Paula @ 222: In that respect my situation is a bit odd. Because I was laid off (rather than being fired for cause, having the company fold, etc.) my former employer was required to provide a severance package including continued "salary" and benefits for a period of time (1 week per year of employment). At this point, I'm beyond the legally-required minimum time, but because my former employer was/is trying to deal with an unpleasant situation as well as they could, they're providing the benefits for twice the time they're required to by law. So I've still got the health benefits covered for a few more weeks.

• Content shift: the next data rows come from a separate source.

use indicatif::{ProgressBar, ProgressStyle};
use ribopose::engine::progress::{Progress, ProgressCallback};
use std::sync::{Arc, Mutex};
use std::time::Duration;
use tracing::warn;

const SPINNER_TICK_MS: u64 = 80;

/// Renders engine [`Progress`] events as an indicatif bar on stderr.
///
/// Tasks that announce a step total become a bounded bar; a zero total means
/// the engine is enumerating an open-ended solution space, rendered as a
/// running counter instead.
#[derive(Clone)]
pub struct CliProgressHandler {
    pb: Arc<Mutex<ProgressBar>>,
}

impl CliProgressHandler {
    pub fn new() -> Self {
        let pb = ProgressBar::new(0)
            .with_style(Self::spinner_style())
            .with_message("Initializing...");
        pb.set_draw_target(indicatif::ProgressDrawTarget::stderr());
        pb.disable_steady_tick();
        pb.finish_and_clear();

        Self {
            pb: Arc::new(Mutex::new(pb)),
        }
    }

    pub fn get_callback(&self) -> ProgressCallback<'static> {
        let pb_clone = self.pb.clone();

        Box::new(move |progress: Progress| {
            let Ok(pb_guard) = pb_clone.lock() else {
                warn!("Progress bar mutex was poisoned. Cannot update progress.");
                return;
            };

            match progress {
                Progress::PhaseStart { name } => {
                    pb_guard.reset();
                    pb_guard.set_length(0);
                    pb_guard.set_style(Self::spinner_style());
                    pb_guard.enable_steady_tick(Duration::from_millis(SPINNER_TICK_MS));
                    pb_guard.set_message(name.to_string());
                }
                Progress::PhaseFinish => {
                    pb_guard.disable_steady_tick();
                    pb_guard.finish_with_message("✓ Done");
                }
                Progress::TaskStart { total_steps } => {
                    pb_guard.disable_steady_tick();
                    pb_guard.reset();
                    if total_steps == 0 {
                        // Leave the length unset so finishing keeps the
                        // final count instead of snapping to a bar total.
                        pb_guard.unset_length();
                        pb_guard.set_style(Self::counter_style());
                        pb_guard.enable_steady_tick(Duration::from_millis(SPINNER_TICK_MS));
                        pb_guard.set_message("solutions found");
                    } else {
                        pb_guard.set_length(total_steps);
                        pb_guard.set_position(0);
                        pb_guard.set_style(Self::bar_style());
                    }
                }
                Progress::TaskIncrement => {
                    pb_guard.inc(1);
                }
                Progress::TaskFinish => {
                    pb_guard.disable_steady_tick();
                    if let Some(len) = pb_guard.length().filter(|&len| len > 0) {
                        if pb_guard.position() < len {
                            pb_guard.set_position(len);
                        }
                    }
                    pb_guard.finish();
                }
                Progress::Message(msg) => {
                    if !pb_guard.is_finished() {
                        pb_guard.println(format!("  {}", msg));
                    } else {
                        pb_guard.set_message(msg);
                    }
                }
            }
        })
    }

    fn spinner_style() -> ProgressStyle {
        ProgressStyle::with_template("{spinner:.green} {msg}")
            .expect("Failed to create spinner style template")
    }

    fn counter_style() -> ProgressStyle {
        ProgressStyle::with_template("{spinner:.green} {pos} {msg}")
            .expect("Failed to create counter style template")
    }

    fn bar_style() -> ProgressStyle {
        ProgressStyle::with_template("{msg:<20} [{bar:40.cyan/blue}] {pos}/{len}")
            .expect("Failed to create bar style template")
            .progress_chars("##-")
    }
}

impl Default for CliProgressHandler {
    fn default() -> Self {
        Self::new()
    }
}
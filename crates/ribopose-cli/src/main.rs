mod cli;
mod commands;
mod config;
mod error;
mod logging;
mod output;
mod utils;

use crate::cli::{Cli, Commands};
use crate::error::{CliError, Result};
use clap::Parser;
use tracing::{debug, error, info};

fn main() {
    if let Err(e) = run_app() {
        eprintln!("\n❌ Error: {}", e);
        std::process::exit(1);
    }
}

fn run_app() -> Result<()> {
    let cli = Cli::parse();
    logging::setup_logging(cli.verbose, cli.quiet, cli.log_file.as_deref())?;

    info!(
        "🚀 RiboPose CLI v{} starting up.",
        env!("CARGO_PKG_VERSION")
    );
    debug!("Full CLI arguments parsed: {:?}", &cli);

    if let Some(num_threads) = cli.threads {
        info!(
            "Setting Rayon global thread pool to {} threads.",
            num_threads
        );
        rayon::ThreadPoolBuilder::new()
            .num_threads(num_threads)
            .build_global()
            .map_err(|e| {
                CliError::Other(anyhow::anyhow!("Failed to build global thread pool: {}", e))
            })?;
    }

    let command_result = match cli.command {
        Commands::Run(args) => {
            info!("Dispatching to 'run' command.");
            commands::run::run(args)
        }
        Commands::Problems(args) => {
            info!("Dispatching to 'problems' command.");
            commands::problems::run(args)
        }
    };

    match &command_result {
        Ok(_) => {
            info!("✅ Command completed successfully.");
            println!("✅ Command completed successfully.");
        }
        Err(e) => {
            error!("❌ Command failed: {}", e);
            eprintln!("❌ Command failed: {}", e);
        }
    }

    command_result
}
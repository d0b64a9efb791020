//! The growing partial assignment of the backtracking search.

use nalgebra::Point3;

use super::error::EngineError;
use crate::core::models::atom::AtomName;
use crate::core::models::residue::{PlacedResidue, ResidueId};

/// An ordered set of placed residues.
///
/// During search an assignment is the mutable spine of the depth-first walk:
/// residues are pushed as levels commit and popped on backtrack, always in
/// placement order. A complete assignment, one residue per placement
/// variable, is a solution.
///
/// Lookup is by residue identity, not by position, so constraints do not
/// need to know where in the placement order their reference residues sit.
#[derive(Debug, Clone, Default, PartialEq)]
pub struct Assignment {
    residues: Vec<PlacedResidue>,
}

impl Assignment {
    pub fn new() -> Self {
        Self::default()
    }

    /// The placed residues, in placement order.
    pub fn residues(&self) -> &[PlacedResidue] {
        &self.residues
    }

    pub fn iter(&self) -> impl Iterator<Item = &PlacedResidue> {
        self.residues.iter()
    }

    pub fn len(&self) -> usize {
        self.residues.len()
    }

    pub fn is_empty(&self) -> bool {
        self.residues.is_empty()
    }

    /// Finds a placed residue by identity.
    pub fn get(&self, id: ResidueId) -> Result<&PlacedResidue, EngineError> {
        self.residues
            .iter()
            .find(|r| r.id == id)
            .ok_or(EngineError::UnknownResidue(id))
    }

    /// World position of a named atom on a previously placed residue.
    pub fn world_atom_position(
        &self,
        id: ResidueId,
        name: AtomName,
    ) -> Result<Point3<f64>, EngineError> {
        self.get(id)?
            .world_atom(name)
            .map_err(|source| EngineError::Template { id, source })
    }

    pub(crate) fn push(&mut self, residue: PlacedResidue) {
        self.residues.push(residue);
    }

    pub(crate) fn pop(&mut self) -> Option<PlacedResidue> {
        self.residues.pop()
    }
}

#[cfg(test)]
mod tests {
    use super::*;
    use crate::core::geometry::Transform;
    use crate::core::templates::TemplateLibrary;
    use nalgebra::Vector3;

    fn placed(id: u32, shift: f64) -> PlacedResidue {
        PlacedResidue::new(
            ResidueId(id),
            Transform::from_translation(Vector3::new(shift, 0.0, 0.0)),
            TemplateLibrary::builtin().get("A").unwrap().clone(),
        )
    }

    #[test]
    fn lookup_is_by_identity_not_position() {
        let mut assignment = Assignment::new();
        assignment.push(placed(27, 0.0));
        assignment.push(placed(43, 5.0));

        assert_eq!(assignment.len(), 2);
        assert_eq!(assignment.get(ResidueId(43)).unwrap().id, ResidueId(43));
        assert_eq!(assignment.get(ResidueId(27)).unwrap().id, ResidueId(27));
    }

    #[test]
    fn missing_identities_are_reported() {
        let mut assignment = Assignment::new();
        assignment.push(placed(1, 0.0));

        assert!(matches!(
            assignment.get(ResidueId(2)),
            Err(EngineError::UnknownResidue(ResidueId(2)))
        ));
    }

    #[test]
    fn world_atom_position_uses_the_residue_pose() {
        let mut assignment = Assignment::new();
        assignment.push(placed(1, 0.0));
        assignment.push(placed(2, 7.5));

        let base = assignment
            .world_atom_position(ResidueId(1), AtomName::P)
            .unwrap();
        let shifted = assignment
            .world_atom_position(ResidueId(2), AtomName::P)
            .unwrap();
        assert!((shifted.x - base.x - 7.5).abs() < 1e-12);
        assert!((shifted.y - base.y).abs() < 1e-12);
    }

    #[test]
    fn world_atom_position_wraps_template_errors_with_the_identity() {
        let mut assignment = Assignment::new();
        assignment.push(placed(9, 0.0));

        let error = assignment
            .world_atom_position(ResidueId(9), AtomName::O4)
            .unwrap_err();
        assert!(matches!(
            error,
            EngineError::Template {
                id: ResidueId(9),
                ..
            }
        ));
    }

    #[test]
    fn push_and_pop_preserve_placement_order() {
        let mut assignment = Assignment::new();
        assignment.push(placed(1, 0.0));
        assignment.push(placed(2, 0.0));
        assignment.push(placed(3, 0.0));

        assert_eq!(assignment.pop().unwrap().id, ResidueId(3));
        let ids: Vec<ResidueId> = assignment.iter().map(|r| r.id).collect();
        assert_eq!(ids, vec![ResidueId(1), ResidueId(2)]);
    }
}
//! PDB output for assembled structures.
//!
//! Each solution becomes one single-chain PDB file. Residues are written in
//! ascending number order and atoms within a residue in the canonical order
//! defined by [`AtomName::ordering_weight`], so files diff cleanly between
//! runs regardless of search order.

use crate::error::Result;
use ribopose::core::models::atom::AtomName;
use ribopose::core::models::residue::PlacedResidue;
use ribopose::engine::state::Assignment;
use std::fs::{self, File};
use std::io::{BufWriter, Write};
use std::path::Path;
use tracing::{debug, info};

const CHAIN_ID: char = 'A';

/// Writes one `{problem}_{index:04}.pdb` file per solution into `dir`,
/// creating the directory if needed. Returns the number of files written.
pub fn write_solutions(dir: &Path, problem: &str, solutions: &[Assignment]) -> Result<usize> {
    fs::create_dir_all(dir)?;

    for (index, solution) in solutions.iter().enumerate() {
        let path = dir.join(format!("{}_{:04}.pdb", problem, index + 1));
        debug!("Writing solution {} to {:?}", index + 1, path);

        let mut file = BufWriter::new(File::create(&path)?);
        write_solution(&mut file, problem, index + 1, solutions.len(), solution)?;
        file.flush()?;
    }

    info!("Wrote {} PDB file(s) to {:?}", solutions.len(), dir);
    Ok(solutions.len())
}

fn write_solution(
    writer: &mut impl Write,
    problem: &str,
    index: usize,
    total: usize,
    solution: &Assignment,
) -> Result<()> {
    writeln!(writer, "REMARK   1 PROBLEM {}", problem.to_uppercase())?;
    writeln!(writer, "REMARK   1 SOLUTION {} OF {}", index, total)?;

    let mut residues: Vec<&PlacedResidue> = solution.iter().collect();
    residues.sort_by_key(|residue| residue.id);

    let mut serial = 0u32;
    let mut last_residue: Option<(&'static str, u32)> = None;

    for residue in residues {
        let mut atoms: Vec<_> = residue.template.atoms().collect();
        atoms.sort_by_key(|(name, _)| name.ordering_weight());

        let residue_name = residue.template.kind().code();
        for (name, local) in atoms {
            let world = residue.world_point(&local);
            serial += 1;
            writeln!(
                writer,
                "ATOM  {:>5} {:<4} {:>3} {}{:>4}    {:>8.3}{:>8.3}{:>8.3}{:>6.2}{:>6.2}          {:>2}",
                serial,
                pdb_atom_name(name),
                residue_name,
                CHAIN_ID,
                residue.id.0,
                world.x,
                world.y,
                world.z,
                1.00,
                0.00,
                name.element(),
            )?;
        }
        last_residue = Some((residue_name, residue.id.0));
    }

    if let Some((residue_name, residue_number)) = last_residue {
        serial += 1;
        writeln!(
            writer,
            "TER   {:>5}      {:>3} {}{:>4}",
            serial, residue_name, CHAIN_ID, residue_number
        )?;
    }
    writeln!(writer, "END")?;
    Ok(())
}

/// Lays the name out in PDB columns 13-16. All RNA atoms here have
/// one-letter elements, so names shorter than four characters start in
/// column 14.
fn pdb_atom_name(name: AtomName) -> String {
    let text = name.as_str();
    if text.len() == 4 {
        text.to_string()
    } else {
        format!(" {:<3}", text)
    }
}

#[cfg(test)]
mod tests {
    use super::*;
    use ribopose::core::templates::TemplateLibrary;
    use ribopose::engine::progress::ProgressReporter;
    use ribopose::workflows::assemble::{self, AssembleOptions};
    use ribopose::workflows::problems;
    use tempfile::tempdir;

    fn two_anticodon_solutions() -> Vec<Assignment> {
        let problem = problems::anticodon(TemplateLibrary::builtin()).unwrap();
        let options = AssembleOptions {
            max_solutions: Some(2),
            parallel: false,
        };
        assemble::run(&problem, &options, &ProgressReporter::new())
            .unwrap()
            .solutions
    }

    #[test]
    fn one_file_is_written_per_solution() {
        let dir = tempdir().unwrap();
        let solutions = two_anticodon_solutions();

        let written = write_solutions(dir.path(), "anticodon", &solutions).unwrap();

        assert_eq!(written, 2);
        assert!(dir.path().join("anticodon_0001.pdb").exists());
        assert!(dir.path().join("anticodon_0002.pdb").exists());
    }

    #[test]
    fn atom_records_use_the_fixed_pdb_columns() {
        let dir = tempdir().unwrap();
        let solutions = two_anticodon_solutions();
        write_solutions(dir.path(), "anticodon", &solutions).unwrap();

        let content = fs::read_to_string(dir.path().join("anticodon_0001.pdb")).unwrap();
        let first_atom = content
            .lines()
            .find(|line| line.starts_with("ATOM"))
            .expect("at least one ATOM record");

        assert_eq!(first_atom.len(), 78);
        // The anticodon reference residue is C27 and phosphate leads the
        // canonical atom order.
        assert_eq!(&first_atom[6..11], "    1");
        assert_eq!(&first_atom[12..16], " P  ");
        assert_eq!(&first_atom[17..20], "  C");
        assert_eq!(first_atom.as_bytes()[21], b'A');
        assert_eq!(&first_atom[22..26], "  27");
        assert_eq!(&first_atom[76..78], " P");

        for range in [30..38, 38..46, 46..54] {
            let field = &first_atom[range];
            field.trim().parse::<f64>().expect("coordinate parses");
        }
    }

    #[test]
    fn atoms_follow_the_canonical_order_within_a_residue() {
        let dir = tempdir().unwrap();
        let solutions = two_anticodon_solutions();
        write_solutions(dir.path(), "anticodon", &solutions).unwrap();

        let content = fs::read_to_string(dir.path().join("anticodon_0001.pdb")).unwrap();
        let names: Vec<&str> = content
            .lines()
            .filter(|line| line.starts_with("ATOM"))
            .take(4)
            .map(|line| line[12..16].trim())
            .collect();

        assert_eq!(names, vec!["P", "OP1", "OP2", "O5'"]);
    }

    #[test]
    fn residues_are_sorted_by_number() {
        let dir = tempdir().unwrap();
        let solutions = two_anticodon_solutions();
        write_solutions(dir.path(), "anticodon", &solutions).unwrap();

        let content = fs::read_to_string(dir.path().join("anticodon_0001.pdb")).unwrap();
        let numbers: Vec<u32> = content
            .lines()
            .filter(|line| line.starts_with("ATOM"))
            .map(|line| line[22..26].trim().parse().unwrap())
            .collect();

        assert!(numbers.windows(2).all(|pair| pair[0] <= pair[1]));
        assert_eq!(numbers.first(), Some(&27));
        assert_eq!(numbers.last(), Some(&43));
    }

    #[test]
    fn files_end_with_ter_and_end_records() {
        let dir = tempdir().unwrap();
        let solutions = two_anticodon_solutions();
        write_solutions(dir.path(), "anticodon", &solutions).unwrap();

        let content = fs::read_to_string(dir.path().join("anticodon_0001.pdb")).unwrap();
        let lines: Vec<&str> = content.lines().collect();

        assert_eq!(lines.last(), Some(&"END"));
        assert!(lines[lines.len() - 2].starts_with("TER"));

        let atom_count = lines.iter().filter(|l| l.starts_with("ATOM")).count();
        assert_eq!(atom_count, 544);
    }
}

Which doesn't affect the tetanus shot, which didn't involve the company's health plan at all, but which was a useful thing when I had to have a filling replaced a week before the con.
Ezra Klein interviews Ezekiel Emanuel on rationing and euthensia.
Serge #373 :::
And now, Kaja & Phil Foglio's acceptance speech after winning a Hugo last week...
(I'm not sure why Agatha thinks mind-control worms were involved.)
From Agatha's point of view, why would anybody give an award to the people who make her life so surreal, dangerous, and difficult? Three. Times. A. Week.
Mind control worms, clearly. (mime control worms will probably show up in a future episode)
The Democrats may grow a spine yet. From tomorrow's NYT: Democrats Seem Set to Go It Alone on a Health Bill.
Top Democrats said Tuesday that their go-it-alone view was being shaped by what they saw as Republicans' purposely strident tone against health care legislation during this month's Congressional recess, as well as remarks by leading Republicans that current proposals were flawed beyond repair.
Rahm Emanuel, the White House chief of staff, said the heated opposition was evidence that Republicans had made a political calculation to draw a line against any health care changes, the latest in a string of major administration proposals that Republicans have opposed."The Republican leadership," Mr. Emanuel said, "has made a strategic decision that defeating President Obama's health care proposal is more important for their political goals than solving the health insurance problems that Americans face every day."
And another example of NHS vs USA:
In defence of the NHS: I'm glad I didn't break my leg in the US
abi @ 134: Thank you for writing that so clearly. It helped me decide what to write when I was contacting my senators and representative. (I didn't copy your words, but I was inspired by them.)
I don't know if anyone has posted this, but I found it interesting.
http://surgeonsblog.blogspot.com/2009/06/fee-for-service.html
In it, the doctor talks about how the way medicine is paid for and how that can affect treatments.
John @ 225: You sure you're in the right thread?
Summer Storms @ 230... Probably, but I like the idea of mime-control worms.
It'll be the zombie mimes that herald the apocalypse.
Quietly, of course.
Apparently the space-time continuum warped when I posted that, it should be on another thread. Woof.